Data section Block Start

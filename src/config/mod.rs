//! Repository configuration
//!
//! Plain serde types with conservative defaults. Everything is
//! overridable field-by-field; builders are provided for the values
//! tests and embedders most often need to change.

use serde::{Deserialize, Serialize};

/// Default remote fetch timeout in seconds
pub const DEFAULT_REMOTE_TIMEOUT_SECS: u64 = 20;

/// Default remote download size ceiling (100MB)
pub const DEFAULT_REMOTE_MAX_SIZE: u64 = 100 * 1024 * 1024;

/// Default upload size ceiling (100MB)
pub const DEFAULT_UPLOAD_MAX_SIZE: u64 = 100 * 1024 * 1024;

/// Default User-Agent for outbound requests
pub const DEFAULT_USER_AGENT: &str = concat!("remora/", env!("CARGO_PKG_VERSION"));

/// Top-level repository configuration
#[derive(Debug, Clone, Default, Serialize, Deserialize)]
pub struct RepoConfig {
    #[serde(default)]
    pub uploads: UploadConfig,

    #[serde(default)]
    pub remote: RemoteConfig,

    #[serde(default)]
    pub network: NetworkConfig,
}

/// Limits applied to local uploads
#[derive(Debug, Clone, Serialize, Deserialize)]
pub struct UploadConfig {
    /// Maximum upload size in bytes; 0 disables the ceiling
    #[serde(default = "default_upload_max_size")]
    pub max_size_bytes: u64,
}

impl Default for UploadConfig {
    fn default() -> Self {
        Self {
            max_size_bytes: DEFAULT_UPLOAD_MAX_SIZE,
        }
    }
}

fn default_upload_max_size() -> u64 {
    DEFAULT_UPLOAD_MAX_SIZE
}

/// Behavior of outbound remote-media and preview fetches
#[derive(Debug, Clone, Serialize, Deserialize)]
pub struct RemoteConfig {
    /// Total per-request timeout in seconds
    #[serde(default = "default_remote_timeout")]
    pub timeout_secs: u64,

    /// Maximum response size in bytes; 0 disables the ceiling
    #[serde(default = "default_remote_max_size")]
    pub max_size_bytes: u64,

    /// User-Agent header sent on outbound requests
    #[serde(default = "default_user_agent")]
    pub user_agent: String,

    /// Skip TLS certificate verification. The SNI hostname is blanked
    /// when this is on, so internal hostnames are not leaked in the
    /// handshake.
    #[serde(default)]
    pub unsafe_certificates: bool,

    /// Build remote download URLs with plain http. Intended for tests
    /// and single-host development setups only.
    #[serde(default)]
    pub insecure_http: bool,
}

impl Default for RemoteConfig {
    fn default() -> Self {
        Self {
            timeout_secs: DEFAULT_REMOTE_TIMEOUT_SECS,
            max_size_bytes: DEFAULT_REMOTE_MAX_SIZE,
            user_agent: DEFAULT_USER_AGENT.to_string(),
            unsafe_certificates: false,
            insecure_http: false,
        }
    }
}

fn default_remote_timeout() -> u64 {
    DEFAULT_REMOTE_TIMEOUT_SECS
}

fn default_remote_max_size() -> u64 {
    DEFAULT_REMOTE_MAX_SIZE
}

fn default_user_agent() -> String {
    DEFAULT_USER_AGENT.to_string()
}

impl RemoteConfig {
    pub fn with_timeout_secs(mut self, secs: u64) -> Self {
        self.timeout_secs = secs;
        self
    }

    pub fn with_max_size_bytes(mut self, bytes: u64) -> Self {
        self.max_size_bytes = bytes;
        self
    }
}

/// Outbound address policy configuration
#[derive(Debug, Clone, Default, Serialize, Deserialize)]
pub struct NetworkConfig {
    /// CIDR ranges permitted even when the built-in policy would deny
    /// them (e.g. "10.1.0.0/16" for an internal homeserver)
    #[serde(default)]
    pub allowed_ranges: Vec<String>,

    /// CIDR ranges denied on top of the built-in policy
    #[serde(default)]
    pub denied_ranges: Vec<String>,

    /// Hostname globs that are never dialed (e.g. "*.internal")
    #[serde(default)]
    pub denied_hosts: Vec<String>,
}
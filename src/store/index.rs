//! In-memory media index
//!
//! Reference [`MediaIndex`] implementation backing tests and small
//! deployments. Server embeddings are expected to supply a SQL-backed
//! index behind the same trait.

use std::collections::HashMap;

use async_trait::async_trait;
use parking_lot::RwLock;

use super::record::{IndexError, MediaIndex, MediaRecord};

/// Thread-safe in-memory index keyed by (origin, media id).
#[derive(Default)]
pub struct MemoryIndex {
    records: RwLock<HashMap<(String, String), MediaRecord>>,
}

impl MemoryIndex {
    pub fn new() -> Self {
        Self::default()
    }

    /// Number of stored records.
    pub fn len(&self) -> usize {
        self.records.read().len()
    }

    pub fn is_empty(&self) -> bool {
        self.records.read().is_empty()
    }
}

#[async_trait]
impl MediaIndex for MemoryIndex {
    async fn get_by_hash(&self, content_hash: &str) -> Result<Vec<MediaRecord>, IndexError> {
        let records = self.records.read();
        let mut matches: Vec<MediaRecord> = records
            .values()
            .filter(|r| r.content_hash == content_hash)
            .cloned()
            .collect();
        // Deterministic duplicate resolution order.
        matches.sort_by_key(|r| (r.created_ts, r.origin.clone(), r.media_id.clone()));
        Ok(matches)
    }

    async fn insert(&self, record: &MediaRecord) -> Result<(), IndexError> {
        let mut records = self.records.write();
        let key = (record.origin.clone(), record.media_id.clone());
        if records.contains_key(&key) {
            return Err(IndexError::Duplicate {
                origin: record.origin.clone(),
                media_id: record.media_id.clone(),
            });
        }
        records.insert(key, record.clone());
        Ok(())
    }

    async fn get(&self, origin: &str, media_id: &str) -> Result<Option<MediaRecord>, IndexError> {
        let records = self.records.read();
        Ok(records
            .get(&(origin.to_string(), media_id.to_string()))
            .cloned())
    }
}

#[cfg(test)]
mod tests {
    use super::*;

    fn record(origin: &str, media_id: &str, hash: &str, ts: u64) -> MediaRecord {
        MediaRecord {
            origin: origin.to_string(),
            media_id: media_id.to_string(),
            upload_name: None,
            content_type: "application/octet-stream".to_string(),
            user_id: None,
            content_hash: hash.to_string(),
            size_bytes: 4,
            location: "/tmp/blob".into(),
            created_ts: ts,
        }
    }

    #[tokio::test]
    async fn insert_and_get() {
        let index = MemoryIndex::new();
        index.insert(&record("a.example", "m1", "h1", 1)).await.unwrap();

        let found = index.get("a.example", "m1").await.unwrap();
        assert_eq!(found.unwrap().media_id, "m1");
        assert!(index.get("a.example", "m2").await.unwrap().is_none());
    }

    #[tokio::test]
    async fn duplicate_identity_is_rejected() {
        let index = MemoryIndex::new();
        index.insert(&record("a.example", "m1", "h1", 1)).await.unwrap();

        let err = index.insert(&record("a.example", "m1", "h2", 2)).await.unwrap_err();
        assert_eq!(
            err,
            IndexError::Duplicate {
                origin: "a.example".to_string(),
                media_id: "m1".to_string()
            }
        );
    }

    #[tokio::test]
    async fn get_by_hash_orders_by_creation() {
        let index = MemoryIndex::new();
        index.insert(&record("b.example", "m2", "h1", 20)).await.unwrap();
        index.insert(&record("a.example", "m1", "h1", 10)).await.unwrap();
        index.insert(&record("c.example", "m3", "h2", 5)).await.unwrap();

        let matches = index.get_by_hash("h1").await.unwrap();
        assert_eq!(matches.len(), 2);
        assert_eq!(matches[0].media_id, "m1");
        assert_eq!(matches[1].media_id, "m2");
    }
}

Data section Block End

What you hand back must match the records above exactly.

filename src/config/mod.rs
//! Repository configuration
//!
//! Plain serde types with conservative defaults. Everything is
//! overridable field-by-field; builders are provided for the values
//! tests and embedders most often need to change.

use serde::{Deserialize, Serialize};

/// Default remote fetch timeout in seconds
pub const DEFAULT_REMOTE_TIMEOUT_SECS: u64 = 20;

/// Default remote download size ceiling (100MB)
pub const DEFAULT_REMOTE_MAX_SIZE: u64 = 100 * 1024 * 1024;

/// Default upload size ceiling (100MB)
pub const DEFAULT_UPLOAD_MAX_SIZE: u64 = 100 * 1024 * 1024;

/// Default User-Agent for outbound requests
pub const DEFAULT_USER_AGENT: &str = concat!("remora/", env!("CARGO_PKG_VERSION"));

/// Top-level repository configuration
#[derive(Debug, Clone, Default, Serialize, Deserialize)]
pub struct RepoConfig {
    #[serde(default)]
    pub uploads: UploadConfig,

    #[serde(default)]
    pub remote: RemoteConfig,

    #[serde(default)]
    pub network: NetworkConfig,
}

/// Limits applied to local uploads
#[derive(Debug, Clone, Serialize, Deserialize)]
pub struct UploadConfig {
    /// Maximum upload size in bytes; 0 disables the ceiling
    #[serde(default = "default_upload_max_size")]
    pub max_size_bytes: u64,
}

impl Default for UploadConfig {
    fn default() -> Self {
        Self {
            max_size_bytes: DEFAULT_UPLOAD_MAX_SIZE,
        }
    }
}

fn default_upload_max_size() -> u64 {
    DEFAULT_UPLOAD_MAX_SIZE
}

/// Behavior of outbound remote-media and preview fetches
#[derive(Debug, Clone, Serialize, Deserialize)]
pub struct RemoteConfig {
    /// Total per-request timeout in seconds
    #[serde(default = "default_remote_timeout")]
    pub timeout_secs: u64,

    /// Maximum response size in bytes; 0 disables the ceiling
    #[serde(default = "default_remote_max_size")]
    pub max_size_bytes: u64,

    /// User-Agent header sent on outbound requests
    #[serde(default = "default_user_agent")]
    pub user_agent: String,

    /// Skip TLS certificate verification. The SNI hostname is blanked
    /// when this is on, so internal hostnames are not leaked in the
    /// handshake.
    #[serde(default)]
    pub unsafe_certificates: bool,

    /// Build remote download URLs with plain http. Intended for tests
    /// and single-host development setups only.
    #[serde(default)]
    pub insecure_http: bool,
}

impl Default for RemoteConfig {
    fn default() -> Self {
        Self {
            timeout_secs: DEFAULT_REMOTE_TIMEOUT_SECS,
            max_size_bytes: DEFAULT_REMOTE_MAX_SIZE,
            user_agent: DEFAULT_USER_AGENT.to_string(),
            unsafe_certificates: false,
            insecure_http: false,
        }
    }
}

fn default_remote_timeout() -> u64 {
    DEFAULT_REMOTE_TIMEOUT_SECS
}

fn default_remote_max_size() -> u64 {
    DEFAULT_REMOTE_MAX_SIZE
}

fn default_user_agent() -> String {
    DEFAULT_USER_AGENT.to_string()
}

impl RemoteConfig {
    pub fn with_timeout_secs(mut self, secs: u64) -> Self {
        self.timeout_secs = secs;
        self
    }

    pub fn with_max_size_bytes(mut self, bytes: u64) -> Self {
        self.max_size_bytes = bytes;
        self
    }
}

/// Outbound address policy configuration
#[derive(Debug, Clone, Default, Serialize, Deserialize)]
pub struct NetworkConfig {
    /// CIDR ranges permitted even when the built-in policy would deny
    /// them (e.g. "10.1.0.0/16" for an internal homeserver)
    #[serde(default)]
    pub allowed_ranges: Vec<String>,

    /// CIDR ranges denied on top of the built-in policy
    #[serde(default)]
    pub denied_ranges: Vec<String>,

    /// Hostname globs that are never dialed (e.g. "*.internal")
    #[serde(default)]
    pub denied_hosts: Vec<String>,
}
filename src/store/index.rs
//! In-memory media index
//!
//! Reference [`MediaIndex`] implementation backing tests and small
//! deployments. Server embeddings are expected to supply a SQL-backed
//! index behind the same trait.

use std::collections::HashMap;

use async_trait::async_trait;
use parking_lot::RwLock;

use super::record::{IndexError, MediaIndex, MediaRecord};

/// Thread-safe in-memory index keyed by (origin, media id).
#[derive(Default)]
pub struct MemoryIndex {
    records: RwLock<HashMap<(String, String), MediaRecord>>,
}

impl MemoryIndex {
    pub fn new() -> Self {
        Self::default()
    }

    /// Number of stored records.
    pub fn len(&self) -> usize {
        self.records.read().len()
    }

    pub fn is_empty(&self) -> bool {
        self.records.read().is_empty()
    }
}

#[async_trait]
impl MediaIndex for MemoryIndex {
    async fn get_by_hash(&self, content_hash: &str) -> Result<Vec<MediaRecord>, IndexError> {
        let records = self.records.read();
        let mut matches: Vec<MediaRecord> = records
            .values()
            .filter(|r| r.content_hash == content_hash)
            .cloned()
            .collect();
        // Deterministic duplicate resolution order.
        matches.sort_by_key(|r| (r.created_ts, r.origin.clone(), r.media_id.clone()));
        Ok(matches)
    }

    async fn insert(&self, record: &MediaRecord) -> Result<(), IndexError> {
        let mut records = self.records.write();
        let key = (record.origin.clone(), record.media_id.clone());
        if records.contains_key(&key) {
            return Err(IndexError::Duplicate {
                origin: record.origin.clone(),
                media_id: record.media_id.clone(),
            });
        }
        records.insert(key, record.clone());
        Ok(())
    }

    async fn get(&self, origin: &str, media_id: &str) -> Result<Option<MediaRecord>, IndexError> {
        let records = self.records.read();
        Ok(records
            .get(&(origin.to_string(), media_id.to_string()))
            .cloned())
    }
}

#[cfg(test)]
mod tests {
    use super::*;

    fn record(origin: &str, media_id: &str, hash: &str, ts: u64) -> MediaRecord {
        MediaRecord {
            origin: origin.to_string(),
            media_id: media_id.to_string(),
            upload_name: None,
            content_type: "application/octet-stream".to_string(),
            user_id: None,
            content_hash: hash.to_string(),
            size_bytes: 4,
            location: "/tmp/blob".into(),
            created_ts: ts,
        }
    }

    #[tokio::test]
    async fn insert_and_get() {
        let index = MemoryIndex::new();
        index.insert(&record("a.example", "m1", "h1", 1)).await.unwrap();

        let found = index.get("a.example", "m1").await.unwrap();
        assert_eq!(found.unwrap().media_id, "m1");
        assert!(index.get("a.example", "m2").await.unwrap().is_none());
    }

    #[tokio::test]
    async fn duplicate_identity_is_rejected() {
        let index = MemoryIndex::new();
        index.insert(&record("a.example", "m1", "h1", 1)).await.unwrap();

        let err = index.insert(&record("a.example", "m1", "h2", 2)).await.unwrap_err();
        assert_eq!(
            err,
            IndexError::Duplicate {
                origin: "a.example".to_string(),
                media_id: "m1".to_string()
            }
        );
    }

    #[tokio::test]
    async fn get_by_hash_orders_by_creation() {
        let index = MemoryIndex::new();
        index.insert(&record("b.example", "m2", "h1", 20)).await.unwrap();
        index.insert(&record("a.example", "m1", "h1", 10)).await.unwrap();
        index.insert(&record("c.example", "m3", "h2", 5)).await.unwrap();

        let matches = index.get_by_hash("h1").await.unwrap();
        assert_eq!(matches.len(), 2);
        assert_eq!(matches[0].media_id, "m1");
        assert_eq!(matches[1].media_id, "m2");
    }
}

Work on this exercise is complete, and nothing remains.